Sources domestiques et impacts santé : identification et priorités
En identifiant les sources internes on peut cibler des mesures simples et durables. Selon ANSES, l’humidité et certaines émissions de matériaux contribuent fortement à la pollution intérieure.
Sources internes courantes : Ces éléments listent les origines les plus fréquemment observées dans les logements pour guider les interventions pratiques.
- Peintures, colles, meubles en panneaux
- Combustion domestique et chauffages
- Tabagisme intérieur et émissions d’échappement
- Humidité excessive et moisissures
Polluant
Sources
Effets sanitaires
Populations sensibles
COV
Peintures, colles, meubles
Maux de tête, irritation, risques à long terme
Nourrissons, femmes enceintes
Humidité & moisissures
Mauvaise ventilation, infiltrations
Asthme, allergies, troubles respiratoires
Enfants, personnes atopiques
Particules fines, BTEX, HAP
Combustion, tabac, chaudières
Cancérogène potentiel, aggravation respiratoire
Personnes âgées, malades respiratoires
CO2
Occupation humaine
Inconfort, somnolence, baisse de concentration
Toute la population
Pour limiter les COV, le choix des matériaux et la gestion du neuf sont essentiels. Selon le ministère de la Santé, aérer longuement un mobilier neuf réduit significativement les émissions initiales.

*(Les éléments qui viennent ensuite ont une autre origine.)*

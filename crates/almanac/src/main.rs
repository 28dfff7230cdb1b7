//! Almanac: calendar backend with durable reminders.
//!
//! `serve` runs the HTTP API and the reminder scheduler in one process:
//! events are stored in SQLite, each bound to a one-shot job that fires a
//! mail notification at the event's start time. Pending jobs survive
//! restarts; past-due jobs fire on startup.

use std::sync::Arc;

use clap::{Parser, Subcommand};
use miette::Result;
use tokio::sync::watch;
use tracing::{info, warn};
use tracing_subscriber::{layer::SubscriberExt, util::SubscriberInitExt};

use almanac_notify::{LogMailer, Mailer, NotificationDispatcher, SmtpMailer};
use almanac_scheduler::{JobExecutor, Scheduler, SystemClock};
use almanac_store::Database;
use almanac_web::{AppState, EventService, create_router};

#[derive(Parser)]
#[command(name = "almanac")]
#[command(about = "Calendar backend with durable reminders", long_about = None)]
struct Cli {
    #[command(subcommand)]
    command: Commands,
}

#[derive(Subcommand)]
enum Commands {
    /// Run the API server and the reminder scheduler
    Serve {
        /// SQLite database path
        #[arg(long, env = "ALMANAC_DB", default_value = "almanac.db")]
        db: String,

        /// HTTP listen address
        #[arg(long, env = "ALMANAC_LISTEN", default_value = "0.0.0.0:5001")]
        listen: String,

        /// Secret for signing access tokens
        #[arg(long, env = "ALMANAC_JWT_SECRET")]
        jwt_secret: String,

        /// SMTP relay host (reminders are logged instead of sent if unset)
        #[arg(long, env = "ALMANAC_SMTP_HOST")]
        smtp_host: Option<String>,

        /// SMTP username
        #[arg(long, env = "ALMANAC_SMTP_USERNAME")]
        smtp_username: Option<String>,

        /// SMTP password
        #[arg(long, env = "ALMANAC_SMTP_PASSWORD")]
        smtp_password: Option<String>,

        /// Sender address for reminder mail
        #[arg(long, env = "ALMANAC_MAIL_FROM")]
        mail_from: Option<String>,

        /// holidayapi.com API key (holiday routes 500 without it)
        #[arg(long, env = "ALMANAC_HOLIDAY_API_KEY")]
        holiday_api_key: Option<String>,

        /// Re-run the overlap check when an event is updated
        #[arg(long, env = "ALMANAC_CHECK_OVERLAP_ON_UPDATE")]
        check_overlap_on_update: bool,
    },
}

#[tokio::main]
async fn main() -> Result<()> {
    // Initialize tracing
    tracing_subscriber::registry()
        .with(tracing_subscriber::EnvFilter::new(
            std::env::var("RUST_LOG").unwrap_or_else(|_| "almanac=info".to_string()),
        ))
        .with(tracing_subscriber::fmt::layer())
        .init();

    let cli = Cli::parse();

    match cli.command {
        Commands::Serve {
            db,
            listen,
            jwt_secret,
            smtp_host,
            smtp_username,
            smtp_password,
            mail_from,
            holiday_api_key,
            check_overlap_on_update,
        } => {
            serve(
                &db,
                &listen,
                jwt_secret,
                smtp_host,
                smtp_username,
                smtp_password,
                mail_from,
                holiday_api_key,
                check_overlap_on_update,
            )
            .await
        }
    }
}

#[allow(clippy::too_many_arguments)]
async fn serve(
    db_path: &str,
    listen: &str,
    jwt_secret: String,
    smtp_host: Option<String>,
    smtp_username: Option<String>,
    smtp_password: Option<String>,
    mail_from: Option<String>,
    holiday_api_key: Option<String>,
    check_overlap_on_update: bool,
) -> Result<()> {
    let db = Arc::new(Database::open(db_path).map_err(|e| miette::miette!("{}", e))?);

    let scheduler = Scheduler::new(Arc::clone(&db), Arc::new(SystemClock));
    scheduler
        .load_jobs()
        .await
        .map_err(|e| miette::miette!("{}", e))?;

    let mailer: Arc<dyn Mailer> = match (smtp_host, smtp_username, smtp_password, mail_from) {
        (Some(host), Some(username), Some(password), Some(from)) => Arc::new(
            SmtpMailer::new(&host, &username, &password, &from)
                .map_err(|e| miette::miette!("{}", e))?,
        ),
        _ => {
            warn!("SMTP not fully configured, reminders will only be logged");
            Arc::new(LogMailer)
        }
    };

    let dispatcher = Arc::new(NotificationDispatcher::new(Arc::clone(&db), mailer));
    let executor: JobExecutor = Arc::new(move |job| {
        let dispatcher = Arc::clone(&dispatcher);
        Box::pin(async move {
            dispatcher
                .dispatch(job.event_id)
                .await
                .map_err(|e| e.to_string())
        })
    });

    let (shutdown_tx, shutdown_rx) = watch::channel(false);
    let scheduler_loop = scheduler.clone();
    let scheduler_handle = tokio::spawn(async move {
        scheduler_loop.run(shutdown_rx, executor).await;
    });

    let service =
        EventService::new(Arc::clone(&db), scheduler).with_update_overlap_check(check_overlap_on_update);
    let state = Arc::new(AppState {
        db,
        service,
        jwt_secret,
        holiday_api_key,
        http: reqwest::Client::new(),
    });
    let router = create_router(state);

    let listener = tokio::net::TcpListener::bind(listen)
        .await
        .map_err(|e| miette::miette!("{}", e))?;

    info!(listen, db = db_path, "almanac started");

    axum::serve(listener, router)
        .with_graceful_shutdown(async {
            let _ = tokio::signal::ctrl_c().await;
            info!("shutdown requested");
        })
        .await
        .map_err(|e| miette::miette!("{}", e))?;

    // Stop the scheduler loop before exiting
    let _ = shutdown_tx.send(true);
    let _ = scheduler_handle.await;

    Ok(())
}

« Après rénovation, j’ai laissé les meubles à l’extérieur une semaine, l’air intérieur s’en est senti allégé »
Marc N.
La compréhension des sources permet d’élaborer un plan d’action priorisé et adapté au logement. Le prochain développement porte sur les gestes, la ventilation et les solutions techniques durables.
Améliorer durablement la QAI : ventilation, matériaux et comportement
En lien avec l’identification des sources, la ventilation représente souvent la mesure la plus efficace. Vérifier la VMC et choisir une VMC adaptée permet de réduire durablement les polluants intérieurs.
Actions prioritaires immédiates : Commencer par aérer dix minutes par jour, vérifier la VMC annuellement et réguler l’humidité pour prévenir les moisissures. Ces gestes restent accessibles et efficaces.
- Ouvrir fenêtres dix minutes quotidiennes
- Contrôler et nettoyer la VMC chaque année
- Préférer bois massif et seconde main
- Éviter produits ménagers très émissifs
Selon INERIS, les systèmes double-flux bien dimensionnés limitent les pertes thermiques tout en maintenant une bonne qualité de l’air. L’investissement peut être rentable sur plusieurs années.
« J’ai installé une VMC double-flux et ma facture énergétique a baissé tout en respirant mieux »
Anne N.
Les micro-capteurs comme Awair, Airinov ou Air Serenity aident à suivre l’efficacité des gestes quotidiens. Selon Ecomesure et Aeroqual, les audits professionnels restent nécessaires pour décisions de rénovation lourde.
« Utiliser un capteur m’a permis d’anticiper une ventilation améliorée avant les travaux lourds »
Lucas N.
Le passage entre gestes simples et travaux techniques se fait par des mesures fiables et des audits ciblés. Préparer un diagnostic aide à prioriser les interventions et à investir intelligemment.
Source : Institut national de l’environnement industriel et des risques, « Guide de recommandations » ; ANSES, « Avis sur les moisissures » ; Ministère de la Santé, « Risques sur la santé et qualité de l’air ».